## [Problem to solve]
Return exactly the lines of the records below, starting at the line that contains "with default weighting." and ending at the line that contains "let content = fs::read_to_string(path).map_err(|e|", with both of those lines kept.

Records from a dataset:
☆ ☆ ☆ ☆
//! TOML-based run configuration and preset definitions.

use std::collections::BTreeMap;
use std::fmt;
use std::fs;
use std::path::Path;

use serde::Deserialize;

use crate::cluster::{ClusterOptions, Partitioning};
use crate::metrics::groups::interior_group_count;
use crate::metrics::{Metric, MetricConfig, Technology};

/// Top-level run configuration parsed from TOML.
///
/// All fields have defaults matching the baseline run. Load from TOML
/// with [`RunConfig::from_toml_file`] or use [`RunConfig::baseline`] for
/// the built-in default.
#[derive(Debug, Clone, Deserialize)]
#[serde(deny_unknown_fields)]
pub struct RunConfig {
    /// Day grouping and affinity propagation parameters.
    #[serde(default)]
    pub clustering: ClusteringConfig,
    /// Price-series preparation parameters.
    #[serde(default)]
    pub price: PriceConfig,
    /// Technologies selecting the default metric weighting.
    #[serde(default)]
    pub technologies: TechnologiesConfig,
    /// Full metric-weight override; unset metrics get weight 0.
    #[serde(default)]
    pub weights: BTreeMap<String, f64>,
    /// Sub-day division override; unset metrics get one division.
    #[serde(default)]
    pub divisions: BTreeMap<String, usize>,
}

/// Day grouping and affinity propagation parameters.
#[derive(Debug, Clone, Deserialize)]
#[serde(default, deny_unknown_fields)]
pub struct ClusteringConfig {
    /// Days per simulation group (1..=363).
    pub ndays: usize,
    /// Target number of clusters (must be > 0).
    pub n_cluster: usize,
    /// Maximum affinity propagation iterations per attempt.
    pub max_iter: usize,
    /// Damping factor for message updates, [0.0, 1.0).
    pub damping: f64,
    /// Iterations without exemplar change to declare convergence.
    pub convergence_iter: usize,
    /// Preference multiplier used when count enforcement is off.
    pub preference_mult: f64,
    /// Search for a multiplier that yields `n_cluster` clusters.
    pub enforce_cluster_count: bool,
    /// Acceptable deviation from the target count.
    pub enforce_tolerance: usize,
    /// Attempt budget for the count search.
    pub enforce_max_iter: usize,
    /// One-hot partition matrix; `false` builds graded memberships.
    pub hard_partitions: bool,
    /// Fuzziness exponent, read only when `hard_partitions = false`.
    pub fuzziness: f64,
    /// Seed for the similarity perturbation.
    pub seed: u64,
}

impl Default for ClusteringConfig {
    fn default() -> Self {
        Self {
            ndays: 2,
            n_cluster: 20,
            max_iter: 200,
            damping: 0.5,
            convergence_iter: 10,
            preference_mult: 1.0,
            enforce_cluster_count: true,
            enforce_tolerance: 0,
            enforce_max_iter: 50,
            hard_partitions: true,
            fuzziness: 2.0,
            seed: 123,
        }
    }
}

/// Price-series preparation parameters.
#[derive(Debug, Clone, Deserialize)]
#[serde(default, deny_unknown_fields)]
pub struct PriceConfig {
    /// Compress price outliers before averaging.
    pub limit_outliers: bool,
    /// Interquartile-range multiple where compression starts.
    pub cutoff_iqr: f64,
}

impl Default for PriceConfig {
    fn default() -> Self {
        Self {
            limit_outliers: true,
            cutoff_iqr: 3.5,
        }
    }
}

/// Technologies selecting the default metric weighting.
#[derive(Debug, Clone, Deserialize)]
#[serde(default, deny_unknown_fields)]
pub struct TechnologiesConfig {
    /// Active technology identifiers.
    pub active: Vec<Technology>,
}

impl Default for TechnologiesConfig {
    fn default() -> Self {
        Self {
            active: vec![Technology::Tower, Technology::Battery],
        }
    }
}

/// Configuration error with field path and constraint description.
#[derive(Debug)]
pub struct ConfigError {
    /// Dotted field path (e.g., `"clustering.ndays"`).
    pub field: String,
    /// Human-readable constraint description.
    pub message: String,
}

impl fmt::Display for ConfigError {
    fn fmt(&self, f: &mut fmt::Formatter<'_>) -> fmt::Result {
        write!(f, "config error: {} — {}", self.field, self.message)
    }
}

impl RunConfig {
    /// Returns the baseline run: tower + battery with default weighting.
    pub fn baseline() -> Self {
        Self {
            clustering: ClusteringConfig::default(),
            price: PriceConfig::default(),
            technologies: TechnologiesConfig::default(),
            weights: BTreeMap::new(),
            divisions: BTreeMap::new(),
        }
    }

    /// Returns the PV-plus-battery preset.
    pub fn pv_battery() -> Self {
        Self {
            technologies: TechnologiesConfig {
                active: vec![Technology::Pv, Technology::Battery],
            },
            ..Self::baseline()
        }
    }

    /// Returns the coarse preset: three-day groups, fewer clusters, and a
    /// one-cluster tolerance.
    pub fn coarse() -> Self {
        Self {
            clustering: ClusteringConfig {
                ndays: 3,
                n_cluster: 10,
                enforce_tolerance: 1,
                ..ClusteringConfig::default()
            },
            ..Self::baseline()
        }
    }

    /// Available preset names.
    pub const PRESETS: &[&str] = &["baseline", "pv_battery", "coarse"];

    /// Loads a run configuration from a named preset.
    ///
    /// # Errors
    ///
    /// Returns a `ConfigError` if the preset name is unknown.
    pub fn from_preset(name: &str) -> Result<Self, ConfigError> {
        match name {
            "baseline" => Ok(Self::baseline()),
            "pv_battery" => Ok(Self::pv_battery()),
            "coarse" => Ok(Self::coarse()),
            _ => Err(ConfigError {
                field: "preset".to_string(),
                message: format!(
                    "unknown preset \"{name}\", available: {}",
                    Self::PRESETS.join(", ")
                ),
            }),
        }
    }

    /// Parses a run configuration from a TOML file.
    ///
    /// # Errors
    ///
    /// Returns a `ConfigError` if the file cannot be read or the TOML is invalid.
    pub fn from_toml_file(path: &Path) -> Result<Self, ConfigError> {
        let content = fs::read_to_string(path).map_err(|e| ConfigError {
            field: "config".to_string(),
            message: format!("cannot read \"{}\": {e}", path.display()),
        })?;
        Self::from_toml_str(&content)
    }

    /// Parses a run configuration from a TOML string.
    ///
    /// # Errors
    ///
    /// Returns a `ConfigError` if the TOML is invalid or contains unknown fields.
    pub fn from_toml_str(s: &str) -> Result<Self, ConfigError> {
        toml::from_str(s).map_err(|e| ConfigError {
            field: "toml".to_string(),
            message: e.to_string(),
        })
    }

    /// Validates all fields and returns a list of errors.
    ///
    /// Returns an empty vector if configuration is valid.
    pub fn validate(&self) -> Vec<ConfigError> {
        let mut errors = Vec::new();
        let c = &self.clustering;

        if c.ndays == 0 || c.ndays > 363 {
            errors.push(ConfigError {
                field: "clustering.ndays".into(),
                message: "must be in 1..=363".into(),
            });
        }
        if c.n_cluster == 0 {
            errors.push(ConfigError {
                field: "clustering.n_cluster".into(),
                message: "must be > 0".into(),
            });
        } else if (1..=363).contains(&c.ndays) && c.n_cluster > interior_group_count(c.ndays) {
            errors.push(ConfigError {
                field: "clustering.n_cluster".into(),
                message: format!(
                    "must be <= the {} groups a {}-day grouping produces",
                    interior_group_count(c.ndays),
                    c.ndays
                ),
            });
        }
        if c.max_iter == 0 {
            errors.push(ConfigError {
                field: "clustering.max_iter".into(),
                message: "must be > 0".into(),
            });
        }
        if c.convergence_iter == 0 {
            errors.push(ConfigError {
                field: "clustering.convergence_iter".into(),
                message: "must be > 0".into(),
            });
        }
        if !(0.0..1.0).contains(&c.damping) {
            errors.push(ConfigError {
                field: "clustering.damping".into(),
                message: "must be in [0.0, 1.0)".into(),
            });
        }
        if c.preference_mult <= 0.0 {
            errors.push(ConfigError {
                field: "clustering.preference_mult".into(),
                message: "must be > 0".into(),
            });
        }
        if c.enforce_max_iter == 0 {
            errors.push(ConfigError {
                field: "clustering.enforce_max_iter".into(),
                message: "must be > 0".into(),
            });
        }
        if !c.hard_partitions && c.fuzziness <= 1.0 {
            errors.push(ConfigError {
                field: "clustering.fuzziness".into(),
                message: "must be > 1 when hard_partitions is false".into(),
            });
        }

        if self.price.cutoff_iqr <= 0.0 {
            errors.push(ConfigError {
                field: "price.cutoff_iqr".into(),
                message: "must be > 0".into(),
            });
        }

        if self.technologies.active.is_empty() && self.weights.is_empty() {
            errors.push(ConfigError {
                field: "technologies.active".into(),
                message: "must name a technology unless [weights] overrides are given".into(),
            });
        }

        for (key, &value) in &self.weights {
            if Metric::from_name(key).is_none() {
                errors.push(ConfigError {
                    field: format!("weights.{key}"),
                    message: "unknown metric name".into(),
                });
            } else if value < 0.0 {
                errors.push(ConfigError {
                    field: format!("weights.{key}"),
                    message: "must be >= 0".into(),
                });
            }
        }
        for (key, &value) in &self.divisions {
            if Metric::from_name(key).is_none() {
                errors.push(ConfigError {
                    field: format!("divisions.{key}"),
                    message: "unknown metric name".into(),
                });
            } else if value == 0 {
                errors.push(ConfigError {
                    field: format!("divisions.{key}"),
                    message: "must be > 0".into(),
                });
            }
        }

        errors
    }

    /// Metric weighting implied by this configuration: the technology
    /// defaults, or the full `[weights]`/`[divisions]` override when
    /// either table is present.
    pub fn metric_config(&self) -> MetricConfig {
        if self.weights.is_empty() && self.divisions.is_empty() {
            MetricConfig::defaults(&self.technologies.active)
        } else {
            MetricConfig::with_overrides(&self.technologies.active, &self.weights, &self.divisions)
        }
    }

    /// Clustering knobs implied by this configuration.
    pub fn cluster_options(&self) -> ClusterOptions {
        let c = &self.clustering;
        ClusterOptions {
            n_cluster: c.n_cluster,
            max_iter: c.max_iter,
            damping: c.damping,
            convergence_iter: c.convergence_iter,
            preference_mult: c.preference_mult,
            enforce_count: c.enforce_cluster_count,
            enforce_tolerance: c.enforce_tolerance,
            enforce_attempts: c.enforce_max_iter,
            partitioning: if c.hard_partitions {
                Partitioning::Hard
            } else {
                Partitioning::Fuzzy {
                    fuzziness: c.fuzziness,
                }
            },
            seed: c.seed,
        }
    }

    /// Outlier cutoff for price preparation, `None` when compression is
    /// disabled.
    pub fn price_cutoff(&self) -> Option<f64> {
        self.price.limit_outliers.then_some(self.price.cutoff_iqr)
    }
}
☆ ☆ ☆ ☆
## [Answer space]
    /// Returns the baseline run: tower + battery with default weighting.
    pub fn baseline() -> Self {
        Self {
            clustering: ClusteringConfig::default(),
            price: PriceConfig::default(),
            technologies: TechnologiesConfig::default(),
            weights: BTreeMap::new(),
            divisions: BTreeMap::new(),
        }
    }

    /// Returns the PV-plus-battery preset.
    pub fn pv_battery() -> Self {
        Self {
            technologies: TechnologiesConfig {
                active: vec![Technology::Pv, Technology::Battery],
            },
            ..Self::baseline()
        }
    }

    /// Returns the coarse preset: three-day groups, fewer clusters, and a
    /// one-cluster tolerance.
    pub fn coarse() -> Self {
        Self {
            clustering: ClusteringConfig {
                ndays: 3,
                n_cluster: 10,
                enforce_tolerance: 1,
                ..ClusteringConfig::default()
            },
            ..Self::baseline()
        }
    }

    /// Available preset names.
    pub const PRESETS: &[&str] = &["baseline", "pv_battery", "coarse"];

    /// Loads a run configuration from a named preset.
    ///
    /// # Errors
    ///
    /// Returns a `ConfigError` if the preset name is unknown.
    pub fn from_preset(name: &str) -> Result<Self, ConfigError> {
        match name {
            "baseline" => Ok(Self::baseline()),
            "pv_battery" => Ok(Self::pv_battery()),
            "coarse" => Ok(Self::coarse()),
            _ => Err(ConfigError {
                field: "preset".to_string(),
                message: format!(
                    "unknown preset \"{name}\", available: {}",
                    Self::PRESETS.join(", ")
                ),
            }),
        }
    }

    /// Parses a run configuration from a TOML file.
    ///
    /// # Errors
    ///
    /// Returns a `ConfigError` if the file cannot be read or the TOML is invalid.
    pub fn from_toml_file(path: &Path) -> Result<Self, ConfigError> {
        let content = fs::read_to_string(path).map_err(|e| ConfigError {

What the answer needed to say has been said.